● **ABOUT THIS EXERCISE**:
Retype all of the entries that appear below, keeping them exactly as they are.
"""
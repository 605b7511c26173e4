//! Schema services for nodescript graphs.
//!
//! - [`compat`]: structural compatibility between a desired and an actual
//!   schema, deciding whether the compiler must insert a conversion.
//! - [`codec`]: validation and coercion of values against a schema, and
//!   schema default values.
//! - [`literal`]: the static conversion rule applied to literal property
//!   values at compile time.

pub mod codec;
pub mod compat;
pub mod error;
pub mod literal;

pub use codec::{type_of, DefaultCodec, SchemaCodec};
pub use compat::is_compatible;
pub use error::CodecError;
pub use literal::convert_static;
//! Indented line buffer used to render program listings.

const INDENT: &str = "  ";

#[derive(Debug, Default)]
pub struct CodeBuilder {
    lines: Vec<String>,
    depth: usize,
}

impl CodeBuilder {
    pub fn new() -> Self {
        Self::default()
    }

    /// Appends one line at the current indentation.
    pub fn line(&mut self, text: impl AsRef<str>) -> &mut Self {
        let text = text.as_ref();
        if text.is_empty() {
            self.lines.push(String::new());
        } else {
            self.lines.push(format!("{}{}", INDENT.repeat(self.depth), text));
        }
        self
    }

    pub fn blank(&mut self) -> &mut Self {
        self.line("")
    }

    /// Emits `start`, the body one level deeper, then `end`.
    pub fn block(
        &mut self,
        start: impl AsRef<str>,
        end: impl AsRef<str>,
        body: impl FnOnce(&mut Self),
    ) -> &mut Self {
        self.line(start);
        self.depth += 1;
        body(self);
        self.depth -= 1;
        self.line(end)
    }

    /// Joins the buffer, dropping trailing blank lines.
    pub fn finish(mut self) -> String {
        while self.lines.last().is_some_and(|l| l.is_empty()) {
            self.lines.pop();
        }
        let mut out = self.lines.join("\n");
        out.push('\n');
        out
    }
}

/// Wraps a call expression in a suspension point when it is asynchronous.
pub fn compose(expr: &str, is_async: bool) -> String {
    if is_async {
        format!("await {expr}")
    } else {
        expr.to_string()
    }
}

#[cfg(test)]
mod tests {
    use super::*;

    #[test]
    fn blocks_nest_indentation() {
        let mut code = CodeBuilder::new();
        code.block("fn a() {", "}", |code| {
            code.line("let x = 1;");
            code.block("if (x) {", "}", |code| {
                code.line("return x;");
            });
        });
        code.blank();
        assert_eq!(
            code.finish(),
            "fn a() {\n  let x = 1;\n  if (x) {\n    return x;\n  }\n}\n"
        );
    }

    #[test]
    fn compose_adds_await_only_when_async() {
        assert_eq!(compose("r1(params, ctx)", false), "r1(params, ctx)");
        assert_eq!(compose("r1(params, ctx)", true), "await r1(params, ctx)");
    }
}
"""
● **RESULT FOR THIS EXERCISE**:
repository 605b7511c26173e4
//! Schema services for nodescript graphs.
//!
//! - [`compat`]: structural compatibility between a desired and an actual
//!   schema, deciding whether the compiler must insert a conversion.
//! - [`codec`]: validation and coercion of values against a schema, and
//!   schema default values.
//! - [`literal`]: the static conversion rule applied to literal property
//!   values at compile time.

pub mod codec;
pub mod compat;
pub mod error;
pub mod literal;

pub use codec::{type_of, DefaultCodec, SchemaCodec};
pub use compat::is_compatible;
pub use error::CodecError;
pub use literal::convert_static;
//! Indented line buffer used to render program listings.

const INDENT: &str = "  ";

#[derive(Debug, Default)]
pub struct CodeBuilder {
    lines: Vec<String>,
    depth: usize,
}

impl CodeBuilder {
    pub fn new() -> Self {
        Self::default()
    }

    /// Appends one line at the current indentation.
    pub fn line(&mut self, text: impl AsRef<str>) -> &mut Self {
        let text = text.as_ref();
        if text.is_empty() {
            self.lines.push(String::new());
        } else {
            self.lines.push(format!("{}{}", INDENT.repeat(self.depth), text));
        }
        self
    }

    pub fn blank(&mut self) -> &mut Self {
        self.line("")
    }

    /// Emits `start`, the body one level deeper, then `end`.
    pub fn block(
        &mut self,
        start: impl AsRef<str>,
        end: impl AsRef<str>,
        body: impl FnOnce(&mut Self),
    ) -> &mut Self {
        self.line(start);
        self.depth += 1;
        body(self);
        self.depth -= 1;
        self.line(end)
    }

    /// Joins the buffer, dropping trailing blank lines.
    pub fn finish(mut self) -> String {
        while self.lines.last().is_some_and(|l| l.is_empty()) {
            self.lines.pop();
        }
        let mut out = self.lines.join("\n");
        out.push('\n');
        out
    }
}

/// Wraps a call expression in a suspension point when it is asynchronous.
pub fn compose(expr: &str, is_async: bool) -> String {
    if is_async {
        format!("await {expr}")
    } else {
        expr.to_string()
    }
}

#[cfg(test)]
mod tests {
    use super::*;

    #[test]
    fn blocks_nest_indentation() {
        let mut code = CodeBuilder::new();
        code.block("fn a() {", "}", |code| {
            code.line("let x = 1;");
            code.block("if (x) {", "}", |code| {
                code.line("return x;");
            });
        });
        code.blank();
        assert_eq!(
            code.finish(),
            "fn a() {\n  let x = 1;\n  if (x) {\n    return x;\n  }\n}\n"
        );
    }

    #[test]
    fn compose_adds_await_only_when_async() {
        assert_eq!(compose("r1(params, ctx)", false), "r1(params, ctx)");
        assert_eq!(compose("r1(params, ctx)", true), "await r1(params, ctx)");
    }
}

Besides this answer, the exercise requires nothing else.